◆ TASK ITEM ◆
Once the line containing "self.0 ^= option.bit();" is found in the records below, return it and each following line exactly, up to and including the line containing "pub const fn shadowed(self)", and nothing else.

Stored data:
_____
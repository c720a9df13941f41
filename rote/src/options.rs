//! # Options Module - Composable Practice Modes
//!
//! A session can be tuned with a handful of independent modes. They are stored
//! as a small bitset ([`OptionSet`]) so they can be copied freely into the
//! [`Outcome`](crate::metrics::Outcome) of a finished session.
//!
//! ```rust
//! use rote::options::{FollowUp, OptionSet, TypingOption};
//!
//! let mut options: OptionSet = "power-mode,back-to-back".parse().unwrap();
//! assert!(options.contains(TypingOption::Repeat));
//!
//! options.toggle(TypingOption::PowerMode);
//! assert!(!options.contains(TypingOption::PowerMode));
//! assert_eq!(options.follow_up(), FollowUp::Repeat);
//! ```

use std::fmt::{self, Display};
use std::str::FromStr;

use strum::{EnumIter, IntoEnumIterator};
use thiserror::Error;

#[derive(Debug, Clone, PartialEq, Eq, Error)]
pub enum OptionError {
    #[error("Unknown typing option '{0}'")]
    Unknown(String),
}

/// A single practice mode
#[derive(Debug, Clone, Copy, PartialEq, Eq, Hash, EnumIter, strum::Display)]
#[strum(serialize_all = "kebab-case")]
pub enum TypingOption {
    /// Particle bursts on every correct keystroke
    PowerMode,
    /// Reload the same template after completion (also known as back-to-back)
    Repeat,
    /// Pick a random template after completion
    Randomization,
    /// Fail the session on the first mistake
    InstantDeath,
}

impl TypingOption {
    const fn bit(self) -> u8 {
        1 << self as u8
    }

    /// Short human readable description, used for toolbars and help text
    pub const fn description(self) -> &'static str {
        match self {
            Self::PowerMode => "Enable power mode",
            Self::Repeat => "Repeat the same template",
            Self::Randomization => "Enable randomization",
            Self::InstantDeath => "Enable instant death mode",
        }
    }
}

impl FromStr for TypingOption {
    type Err = OptionError;

    fn from_str(s: &str) -> Result<Self, Self::Err> {
        let name = s.trim().to_ascii_lowercase();
        if name == "back-to-back" {
            return Ok(Self::Repeat);
        }

        Self::iter()
            .find(|option| option.to_string() == name)
            .ok_or_else(|| OptionError::Unknown(s.trim().to_string()))
    }
}

/// What the host should load after a session completes
#[derive(Debug, Clone, Copy, PartialEq, Eq)]
pub enum FollowUp {
    /// Type the same target again
    Repeat,
    /// Pick a different target at random
    Randomize,
    /// Move on to the next target in order
    Next,
}

/// A set of enabled [`TypingOption`]s
///
/// The set is `Copy` and persists across sessions; the engine only ever reads it.
#[derive(Debug, Default, Clone, Copy, PartialEq, Eq, Hash)]
pub struct OptionSet(u8);

impl OptionSet {
    /// An empty set
    pub const fn empty() -> Self {
        Self(0)
    }

    /// Builder-style insertion
    pub const fn with(self, option: TypingOption) -> Self {
        Self(self.0 | option.bit())
    }

    pub const fn contains(self, option: TypingOption) -> bool {
        self.0 & option.bit() != 0
    }

    pub const fn is_empty(self) -> bool {
        self.0 == 0
    }

    pub const fn insert(&mut self, option: TypingOption) {
        self.0 |= option.bit();
    }

    pub const fn remove(&mut self, option: TypingOption) {
        self.0 &= !option.bit();
    }

    /// Flips an option and returns whether it is now enabled
    pub const fn toggle(&mut self, option: TypingOption) -> bool {
        self.0 ^= option.bit();
        self.contains(option)
    }

    /// Iterates the enabled options in declaration order
    pub fn iter(self) -> impl Iterator<Item = TypingOption> {
        TypingOption::iter().filter(move |option| self.contains(*option))
    }

    /// Decides what comes after a completed session.
    ///
    /// `Repeat` takes precedence over `Randomization`; with neither, the host moves to the next
    /// target.
    pub const fn follow_up(self) -> FollowUp {
        if self.contains(TypingOption::Repeat) {
            FollowUp::Repeat
        } else if self.contains(TypingOption::Randomization) {
            FollowUp::Randomize
        } else {
            FollowUp::Next
        }
    }

    /// Returns `(winner, shadowed)` when two enabled options compete for the same decision.
    ///
    /// Every combination is allowed, but `Repeat` silently overrides `Randomization`.
    pub const fn shadowed(self) -> Option<(TypingOption, TypingOption)> {
        if self.contains(TypingOption::Repeat) && self.contains(TypingOption::Randomization) {
            Some((TypingOption::Repeat, TypingOption::Randomization))
        } else {
            None
        }
    }
}

impl FromIterator<TypingOption> for OptionSet {
    fn from_iter<T: IntoIterator<Item = TypingOption>>(iter: T) -> Self {
        iter.into_iter().fold(Self::empty(), Self::with)
    }
}

impl FromStr for OptionSet {
    type Err = OptionError;

    /// Parses a comma separated list, e.g. `"power-mode, instant-death"`
    fn from_str(s: &str) -> Result<Self, Self::Err> {
        s.split(',')
            .filter(|name| !name.trim().is_empty())
            .map(TypingOption::from_str)
            .collect()
    }
}

impl Display for OptionSet {
    fn fmt(&self, f: &mut fmt::Formatter<'_>) -> fmt::Result {
        let names = self.iter().map(|option| option.to_string()).collect::<Vec<_>>();
        write!(f, "{}", names.join(","))
    }
}

#[cfg(test)]
mod tests {
    use super::*;
    use assert_matches::assert_matches;

    #[test]
    fn test_toggle_is_independent() {
        let mut options = OptionSet::empty().with(TypingOption::InstantDeath);

        assert!(options.toggle(TypingOption::PowerMode));
        assert!(options.contains(TypingOption::InstantDeath));

        assert!(!options.toggle(TypingOption::PowerMode));
        assert!(!options.contains(TypingOption::PowerMode));
        assert!(options.contains(TypingOption::InstantDeath));

        options.remove(TypingOption::InstantDeath);
        assert!(options.is_empty());
    }

    #[test]
    fn test_parse_list() {
        let options: OptionSet = "power-mode, back-to-back,INSTANT-DEATH".parse().unwrap();
        assert_eq!(
            options.iter().collect::<Vec<_>>(),
            vec![
                TypingOption::PowerMode,
                TypingOption::Repeat,
                TypingOption::InstantDeath
            ]
        );
        assert_eq!(options.to_string(), "power-mode,repeat,instant-death");

        assert_eq!("".parse::<OptionSet>(), Ok(OptionSet::empty()));
        assert_matches!(
            "power-mode,turbo".parse::<OptionSet>(),
            Err(OptionError::Unknown(name)) if name == "turbo"
        );
    }

    #[test]
    fn test_follow_up_precedence() {
        assert_eq!(OptionSet::empty().follow_up(), FollowUp::Next);

        let random = OptionSet::empty().with(TypingOption::Randomization);
        assert_eq!(random.follow_up(), FollowUp::Randomize);
        assert_eq!(random.shadowed(), None);

        let both = random.with(TypingOption::Repeat);
        assert_eq!(both.follow_up(), FollowUp::Repeat);
        assert_eq!(
            both.shadowed(),
            Some((TypingOption::Repeat, TypingOption::Randomization))
        );
    }
}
_____
◆ SOLUTION FOR THIS PROBLEM ◆
        self.0 ^= option.bit();
        self.contains(option)
    }

    /// Iterates the enabled options in declaration order
    pub fn iter(self) -> impl Iterator<Item = TypingOption> {
        TypingOption::iter().filter(move |option| self.contains(*option))
    }

    /// Decides what comes after a completed session.
    ///
    /// `Repeat` takes precedence over `Randomization`; with neither, the host moves to the next
    /// target.
    pub const fn follow_up(self) -> FollowUp {
        if self.contains(TypingOption::Repeat) {
            FollowUp::Repeat
        } else if self.contains(TypingOption::Randomization) {
            FollowUp::Randomize
        } else {
            FollowUp::Next
        }
    }

    /// Returns `(winner, shadowed)` when two enabled options compete for the same decision.
    ///
    /// Every combination is allowed, but `Repeat` silently overrides `Randomization`.
    pub const fn shadowed(self) -> Option<(TypingOption, TypingOption)> {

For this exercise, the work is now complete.